Task description: Read the data and repeat all of it exactly.

Excerpted data:

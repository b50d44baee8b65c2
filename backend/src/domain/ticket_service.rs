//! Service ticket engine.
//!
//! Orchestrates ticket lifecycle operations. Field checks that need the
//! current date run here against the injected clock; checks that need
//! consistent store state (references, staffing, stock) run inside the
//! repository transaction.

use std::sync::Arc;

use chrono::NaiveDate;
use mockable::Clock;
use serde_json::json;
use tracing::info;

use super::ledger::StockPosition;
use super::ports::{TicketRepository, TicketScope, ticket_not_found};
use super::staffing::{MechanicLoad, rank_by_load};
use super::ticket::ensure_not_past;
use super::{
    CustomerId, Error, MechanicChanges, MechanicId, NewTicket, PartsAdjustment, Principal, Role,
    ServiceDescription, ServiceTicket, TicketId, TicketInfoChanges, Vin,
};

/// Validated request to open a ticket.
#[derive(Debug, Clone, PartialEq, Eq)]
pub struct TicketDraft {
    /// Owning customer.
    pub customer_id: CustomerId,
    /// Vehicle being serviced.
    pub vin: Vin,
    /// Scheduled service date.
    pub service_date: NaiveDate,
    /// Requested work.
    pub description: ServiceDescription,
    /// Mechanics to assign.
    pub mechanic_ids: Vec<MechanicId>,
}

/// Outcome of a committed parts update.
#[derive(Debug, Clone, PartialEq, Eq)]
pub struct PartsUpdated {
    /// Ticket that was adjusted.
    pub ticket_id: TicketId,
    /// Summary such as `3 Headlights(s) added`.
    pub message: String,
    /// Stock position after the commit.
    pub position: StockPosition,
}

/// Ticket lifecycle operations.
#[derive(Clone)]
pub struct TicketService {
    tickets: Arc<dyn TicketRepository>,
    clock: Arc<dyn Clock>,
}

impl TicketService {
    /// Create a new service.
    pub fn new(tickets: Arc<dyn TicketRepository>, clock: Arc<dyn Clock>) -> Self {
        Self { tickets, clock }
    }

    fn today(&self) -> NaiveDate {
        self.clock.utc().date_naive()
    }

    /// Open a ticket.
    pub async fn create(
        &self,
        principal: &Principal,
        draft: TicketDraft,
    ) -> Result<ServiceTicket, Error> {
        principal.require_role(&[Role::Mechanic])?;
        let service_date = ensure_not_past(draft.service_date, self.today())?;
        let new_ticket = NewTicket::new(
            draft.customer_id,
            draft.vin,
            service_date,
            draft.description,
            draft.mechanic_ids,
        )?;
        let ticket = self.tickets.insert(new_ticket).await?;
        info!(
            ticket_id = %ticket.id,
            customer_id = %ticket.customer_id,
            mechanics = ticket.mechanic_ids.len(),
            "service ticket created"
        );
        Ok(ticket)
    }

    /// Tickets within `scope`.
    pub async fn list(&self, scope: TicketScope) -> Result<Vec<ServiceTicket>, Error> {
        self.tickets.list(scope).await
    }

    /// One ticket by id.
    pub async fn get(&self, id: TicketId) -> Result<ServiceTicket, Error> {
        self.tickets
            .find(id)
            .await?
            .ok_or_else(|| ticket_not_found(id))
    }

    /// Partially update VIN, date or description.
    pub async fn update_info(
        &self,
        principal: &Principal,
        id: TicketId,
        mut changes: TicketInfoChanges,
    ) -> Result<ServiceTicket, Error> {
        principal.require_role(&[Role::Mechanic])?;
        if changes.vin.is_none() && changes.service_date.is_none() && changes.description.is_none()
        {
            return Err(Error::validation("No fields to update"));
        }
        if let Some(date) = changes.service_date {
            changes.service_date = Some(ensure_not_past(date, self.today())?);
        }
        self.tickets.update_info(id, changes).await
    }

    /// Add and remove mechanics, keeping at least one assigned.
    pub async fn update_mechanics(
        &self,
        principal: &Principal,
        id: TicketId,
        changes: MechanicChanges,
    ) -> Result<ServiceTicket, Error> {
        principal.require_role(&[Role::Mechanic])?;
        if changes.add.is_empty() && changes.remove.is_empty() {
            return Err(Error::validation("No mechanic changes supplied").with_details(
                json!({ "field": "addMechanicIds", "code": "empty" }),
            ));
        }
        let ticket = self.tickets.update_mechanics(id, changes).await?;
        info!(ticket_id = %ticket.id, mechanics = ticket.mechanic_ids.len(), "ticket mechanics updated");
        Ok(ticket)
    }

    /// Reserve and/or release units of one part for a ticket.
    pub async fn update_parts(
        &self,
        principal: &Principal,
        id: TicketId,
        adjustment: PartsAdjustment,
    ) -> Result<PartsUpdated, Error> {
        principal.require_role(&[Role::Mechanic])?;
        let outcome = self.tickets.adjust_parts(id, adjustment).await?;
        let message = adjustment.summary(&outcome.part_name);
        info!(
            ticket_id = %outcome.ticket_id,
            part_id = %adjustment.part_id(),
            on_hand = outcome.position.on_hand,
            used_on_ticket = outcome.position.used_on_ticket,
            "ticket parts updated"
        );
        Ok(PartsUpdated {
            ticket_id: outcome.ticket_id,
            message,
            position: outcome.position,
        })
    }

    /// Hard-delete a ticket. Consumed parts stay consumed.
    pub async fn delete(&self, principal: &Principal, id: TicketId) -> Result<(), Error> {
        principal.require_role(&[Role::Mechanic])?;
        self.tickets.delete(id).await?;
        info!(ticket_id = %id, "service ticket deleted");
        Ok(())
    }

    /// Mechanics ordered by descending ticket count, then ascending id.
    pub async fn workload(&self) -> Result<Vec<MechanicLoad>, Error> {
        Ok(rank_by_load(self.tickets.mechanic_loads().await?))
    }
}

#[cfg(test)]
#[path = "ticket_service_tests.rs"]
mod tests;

Final answer:
repository b50d44baee8b65c2
filename backend/src/domain/ticket_service.rs
//! Service ticket engine.
//!
//! Orchestrates ticket lifecycle operations. Field checks that need the
//! current date run here against the injected clock; checks that need
//! consistent store state (references, staffing, stock) run inside the
//! repository transaction.

use std::sync::Arc;

use chrono::NaiveDate;
use mockable::Clock;
use serde_json::json;
use tracing::info;

use super::ledger::StockPosition;
use super::ports::{TicketRepository, TicketScope, ticket_not_found};
use super::staffing::{MechanicLoad, rank_by_load};
use super::ticket::ensure_not_past;
use super::{
    CustomerId, Error, MechanicChanges, MechanicId, NewTicket, PartsAdjustment, Principal, Role,
    ServiceDescription, ServiceTicket, TicketId, TicketInfoChanges, Vin,
};

/// Validated request to open a ticket.
#[derive(Debug, Clone, PartialEq, Eq)]
pub struct TicketDraft {
    /// Owning customer.
    pub customer_id: CustomerId,
    /// Vehicle being serviced.
    pub vin: Vin,
    /// Scheduled service date.
    pub service_date: NaiveDate,
    /// Requested work.
    pub description: ServiceDescription,
    /// Mechanics to assign.
    pub mechanic_ids: Vec<MechanicId>,
}

/// Outcome of a committed parts update.
#[derive(Debug, Clone, PartialEq, Eq)]
pub struct PartsUpdated {
    /// Ticket that was adjusted.
    pub ticket_id: TicketId,
    /// Summary such as `3 Headlights(s) added`.
    pub message: String,
    /// Stock position after the commit.
    pub position: StockPosition,
}

/// Ticket lifecycle operations.
#[derive(Clone)]
pub struct TicketService {
    tickets: Arc<dyn TicketRepository>,
    clock: Arc<dyn Clock>,
}

impl TicketService {
    /// Create a new service.
    pub fn new(tickets: Arc<dyn TicketRepository>, clock: Arc<dyn Clock>) -> Self {
        Self { tickets, clock }
    }

    fn today(&self) -> NaiveDate {
        self.clock.utc().date_naive()
    }

    /// Open a ticket.
    pub async fn create(
        &self,
        principal: &Principal,
        draft: TicketDraft,
    ) -> Result<ServiceTicket, Error> {
        principal.require_role(&[Role::Mechanic])?;
        let service_date = ensure_not_past(draft.service_date, self.today())?;
        let new_ticket = NewTicket::new(
            draft.customer_id,
            draft.vin,
            service_date,
            draft.description,
            draft.mechanic_ids,
        )?;
        let ticket = self.tickets.insert(new_ticket).await?;
        info!(
            ticket_id = %ticket.id,
            customer_id = %ticket.customer_id,
            mechanics = ticket.mechanic_ids.len(),
            "service ticket created"
        );
        Ok(ticket)
    }

    /// Tickets within `scope`.
    pub async fn list(&self, scope: TicketScope) -> Result<Vec<ServiceTicket>, Error> {
        self.tickets.list(scope).await
    }

    /// One ticket by id.
    pub async fn get(&self, id: TicketId) -> Result<ServiceTicket, Error> {
        self.tickets
            .find(id)
            .await?
            .ok_or_else(|| ticket_not_found(id))
    }

    /// Partially update VIN, date or description.
    pub async fn update_info(
        &self,
        principal: &Principal,
        id: TicketId,
        mut changes: TicketInfoChanges,
    ) -> Result<ServiceTicket, Error> {
        principal.require_role(&[Role::Mechanic])?;
        if changes.vin.is_none() && changes.service_date.is_none() && changes.description.is_none()
        {
            return Err(Error::validation("No fields to update"));
        }
        if let Some(date) = changes.service_date {
            changes.service_date = Some(ensure_not_past(date, self.today())?);
        }
        self.tickets.update_info(id, changes).await
    }

    /// Add and remove mechanics, keeping at least one assigned.
    pub async fn update_mechanics(
        &self,
        principal: &Principal,
        id: TicketId,
        changes: MechanicChanges,
    ) -> Result<ServiceTicket, Error> {
        principal.require_role(&[Role::Mechanic])?;
        if changes.add.is_empty() && changes.remove.is_empty() {
            return Err(Error::validation("No mechanic changes supplied").with_details(
                json!({ "field": "addMechanicIds", "code": "empty" }),
            ));
        }
        let ticket = self.tickets.update_mechanics(id, changes).await?;
        info!(ticket_id = %ticket.id, mechanics = ticket.mechanic_ids.len(), "ticket mechanics updated");
        Ok(ticket)
    }

    /// Reserve and/or release units of one part for a ticket.
    pub async fn update_parts(
        &self,
        principal: &Principal,
        id: TicketId,
        adjustment: PartsAdjustment,
    ) -> Result<PartsUpdated, Error> {
        principal.require_role(&[Role::Mechanic])?;
        let outcome = self.tickets.adjust_parts(id, adjustment).await?;
        let message = adjustment.summary(&outcome.part_name);
        info!(
            ticket_id = %outcome.ticket_id,
            part_id = %adjustment.part_id(),
            on_hand = outcome.position.on_hand,
            used_on_ticket = outcome.position.used_on_ticket,
            "ticket parts updated"
        );
        Ok(PartsUpdated {
            ticket_id: outcome.ticket_id,
            message,
            position: outcome.position,
        })
    }

    /// Hard-delete a ticket. Consumed parts stay consumed.
    pub async fn delete(&self, principal: &Principal, id: TicketId) -> Result<(), Error> {
        principal.require_role(&[Role::Mechanic])?;
        self.tickets.delete(id).await?;
        info!(ticket_id = %id, "service ticket deleted");
        Ok(())
    }

    /// Mechanics ordered by descending ticket count, then ascending id.
    pub async fn workload(&self) -> Result<Vec<MechanicLoad>, Error> {
        Ok(rank_by_load(self.tickets.mechanic_loads().await?))
    }
}

#[cfg(test)]
#[path = "ticket_service_tests.rs"]
mod tests;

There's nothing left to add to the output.